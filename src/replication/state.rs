//! Replication state management
//!
//! LSN positions, commit tracking and feedback timing for one consumer.

use crate::utils::binary::{INVALID_XLOG_REC_PTR, XLogRecPtr};
use std::time::{Duration, Instant};

#[derive(Debug, Clone)]
pub struct ReplicationState {
    /// LSN of the message currently being decoded
    pub current_lsn: XLogRecPtr,
    /// LSN of the last commit seen; safe restart point
    pub confirmed_lsn: XLogRecPtr,
    /// Set by a Commit message, cleared by the consumer once acted on
    pub committed: bool,
    /// Highest LSN received from the server
    pub last_received_lsn: XLogRecPtr,
    /// Highest LSN whose message has been handled
    pub last_processed_lsn: XLogRecPtr,
    /// When we last sent feedback to the server
    pub last_feedback_time: Instant,
}

impl ReplicationState {
    pub fn new() -> Self {
        Self::starting_at(INVALID_XLOG_REC_PTR)
    }

    /// State for a stream resuming at `lsn`
    pub fn starting_at(lsn: XLogRecPtr) -> Self {
        Self {
            current_lsn: lsn,
            confirmed_lsn: lsn,
            committed: false,
            last_received_lsn: lsn,
            last_processed_lsn: lsn,
            last_feedback_time: Instant::now(),
        }
    }

    /// Updates the received LSN if the new value is higher
    pub fn update_received_lsn(&mut self, lsn: XLogRecPtr) {
        if lsn > INVALID_XLOG_REC_PTR {
            self.last_received_lsn = self.last_received_lsn.max(lsn);
        }
    }

    /// Everything received so far has been handled
    pub fn mark_processed(&mut self) {
        self.last_processed_lsn = self.last_processed_lsn.max(self.last_received_lsn);
    }

    /// Record a commit at the current position
    pub fn commit(&mut self) {
        self.confirmed_lsn = self.current_lsn;
        self.committed = true;
    }

    /// Returns and clears the committed flag
    pub fn take_committed(&mut self) -> bool {
        std::mem::take(&mut self.committed)
    }

    /// Where a new stream should resume
    pub fn restart_lsn(&self, fallback: XLogRecPtr) -> XLogRecPtr {
        if self.confirmed_lsn > INVALID_XLOG_REC_PTR {
            self.confirmed_lsn
        } else {
            fallback
        }
    }

    pub fn should_send_feedback(&self, interval: Duration) -> bool {
        self.last_feedback_time.elapsed() >= interval
    }

    pub fn update_feedback_time(&mut self) {
        self.last_feedback_time = Instant::now();
    }
}

impl Default for ReplicationState {
    fn default() -> Self {
        Self::new()
    }
}

#[cfg(test)]
mod tests {
    use super::*;

    #[test]
    fn test_received_lsn_is_monotonic() {
        let mut state = ReplicationState::new();
        state.update_received_lsn(100);
        state.update_received_lsn(50);
        state.update_received_lsn(0);
        assert_eq!(state.last_received_lsn, 100);

        state.mark_processed();
        assert_eq!(state.last_processed_lsn, 100);
    }

    #[test]
    fn test_commit_confirms_current_lsn() {
        let mut state = ReplicationState::starting_at(10);
        assert_eq!(state.restart_lsn(7), 10);

        state.current_lsn = 42;
        state.commit();
        state.commit();
        assert_eq!(state.confirmed_lsn, 42);
        assert!(state.take_committed());
        assert!(!state.take_committed());
        assert_eq!(state.restart_lsn(7), 42);
    }

    #[test]
    fn test_restart_falls_back_before_any_commit() {
        let state = ReplicationState::new();
        assert_eq!(state.restart_lsn(0x500), 0x500);
    }

    #[test]
    fn test_feedback_timing() {
        let mut state = ReplicationState::new();
        assert!(!state.should_send_feedback(Duration::from_secs(60)));
        assert!(state.should_send_feedback(Duration::ZERO));
        state.update_feedback_time();
        assert!(!state.should_send_feedback(Duration::from_secs(60)));
    }
}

WHAT IS EXPECTED:
Word for word, retype all of the entries above.

RESPONSE AREA:
filename src/replication/state.rs
//! Replication state management
//!
//! LSN positions, commit tracking and feedback timing for one consumer.

use crate::utils::binary::{INVALID_XLOG_REC_PTR, XLogRecPtr};
use std::time::{Duration, Instant};

#[derive(Debug, Clone)]
pub struct ReplicationState {
    /// LSN of the message currently being decoded
    pub current_lsn: XLogRecPtr,
    /// LSN of the last commit seen; safe restart point
    pub confirmed_lsn: XLogRecPtr,
    /// Set by a Commit message, cleared by the consumer once acted on
    pub committed: bool,
    /// Highest LSN received from the server
    pub last_received_lsn: XLogRecPtr,
    /// Highest LSN whose message has been handled
    pub last_processed_lsn: XLogRecPtr,
    /// When we last sent feedback to the server
    pub last_feedback_time: Instant,
}

impl ReplicationState {
    pub fn new() -> Self {
        Self::starting_at(INVALID_XLOG_REC_PTR)
    }

    /// State for a stream resuming at `lsn`
    pub fn starting_at(lsn: XLogRecPtr) -> Self {
        Self {
            current_lsn: lsn,
            confirmed_lsn: lsn,
            committed: false,
            last_received_lsn: lsn,
            last_processed_lsn: lsn,
            last_feedback_time: Instant::now(),
        }
    }

    /// Updates the received LSN if the new value is higher
    pub fn update_received_lsn(&mut self, lsn: XLogRecPtr) {
        if lsn > INVALID_XLOG_REC_PTR {
            self.last_received_lsn = self.last_received_lsn.max(lsn);
        }
    }

    /// Everything received so far has been handled
    pub fn mark_processed(&mut self) {
        self.last_processed_lsn = self.last_processed_lsn.max(self.last_received_lsn);
    }

    /// Record a commit at the current position
    pub fn commit(&mut self) {
        self.confirmed_lsn = self.current_lsn;
        self.committed = true;
    }

    /// Returns and clears the committed flag
    pub fn take_committed(&mut self) -> bool {
        std::mem::take(&mut self.committed)
    }

    /// Where a new stream should resume
    pub fn restart_lsn(&self, fallback: XLogRecPtr) -> XLogRecPtr {
        if self.confirmed_lsn > INVALID_XLOG_REC_PTR {
            self.confirmed_lsn
        } else {
            fallback
        }
    }

    pub fn should_send_feedback(&self, interval: Duration) -> bool {
        self.last_feedback_time.elapsed() >= interval
    }

    pub fn update_feedback_time(&mut self) {
        self.last_feedback_time = Instant::now();
    }
}

impl Default for ReplicationState {
    fn default() -> Self {
        Self::new()
    }
}

#[cfg(test)]
mod tests {
    use super::*;

    #[test]
    fn test_received_lsn_is_monotonic() {
        let mut state = ReplicationState::new();
        state.update_received_lsn(100);
        state.update_received_lsn(50);
        state.update_received_lsn(0);
        assert_eq!(state.last_received_lsn, 100);

        state.mark_processed();
        assert_eq!(state.last_processed_lsn, 100);
    }

    #[test]
    fn test_commit_confirms_current_lsn() {
        let mut state = ReplicationState::starting_at(10);
        assert_eq!(state.restart_lsn(7), 10);

        state.current_lsn = 42;
        state.commit();
        state.commit();
        assert_eq!(state.confirmed_lsn, 42);
        assert!(state.take_committed());
        assert!(!state.take_committed());
        assert_eq!(state.restart_lsn(7), 42);
    }

    #[test]
    fn test_restart_falls_back_before_any_commit() {
        let state = ReplicationState::new();
        assert_eq!(state.restart_lsn(0x500), 0x500);
    }

    #[test]
    fn test_feedback_timing() {
        let mut state = ReplicationState::new();
        assert!(!state.should_send_feedback(Duration::from_secs(60)));
        assert!(state.should_send_feedback(Duration::ZERO));
        state.update_feedback_time();
        assert!(!state.should_send_feedback(Duration::from_secs(60)));
    }
}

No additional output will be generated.